Exercise description. Retyping the entire listing exactly is the task.

Given records.
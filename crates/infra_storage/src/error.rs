//! Storage adapter errors

use core_kernel::PortError;
use thiserror::Error;

/// Service name reported in `PortError::ServiceUnavailable`
pub const SERVICE_NAME: &str = "object-store";

#[derive(Debug, Error)]
pub enum StorageError {
    /// The HTTP client could not be built
    #[error("Invalid storage client configuration: {0}")]
    Client(String),

    /// The request never got an answer
    #[error("Storage request failed: {0}")]
    Transport(String),

    /// The store answered with a non-success status
    #[error("Storage rejected upload with status {status}: {body}")]
    Rejected { status: u16, body: String },

    /// An object already exists under the key
    #[error("Object already exists: {0}")]
    AlreadyExists(String),
}

impl From<StorageError> for PortError {
    fn from(error: StorageError) -> Self {
        match error {
            StorageError::AlreadyExists(key) => PortError::conflict(format!("object {key} already exists")),
            StorageError::Transport(message) => PortError::connection(message),
            other => PortError::unavailable(SERVICE_NAME, other.to_string()),
        }
    }
}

Response.
filename crates/infra_storage/src/error.rs
//! Storage adapter errors

use core_kernel::PortError;
use thiserror::Error;

/// Service name reported in `PortError::ServiceUnavailable`
pub const SERVICE_NAME: &str = "object-store";

#[derive(Debug, Error)]
pub enum StorageError {
    /// The HTTP client could not be built
    #[error("Invalid storage client configuration: {0}")]
    Client(String),

    /// The request never got an answer
    #[error("Storage request failed: {0}")]
    Transport(String),

    /// The store answered with a non-success status
    #[error("Storage rejected upload with status {status}: {body}")]
    Rejected { status: u16, body: String },

    /// An object already exists under the key
    #[error("Object already exists: {0}")]
    AlreadyExists(String),
}

impl From<StorageError> for PortError {
    fn from(error: StorageError) -> Self {
        match error {
            StorageError::AlreadyExists(key) => PortError::conflict(format!("object {key} already exists")),
            StorageError::Transport(message) => PortError::connection(message),
            other => PortError::unavailable(SERVICE_NAME, other.to_string()),
        }
    }
}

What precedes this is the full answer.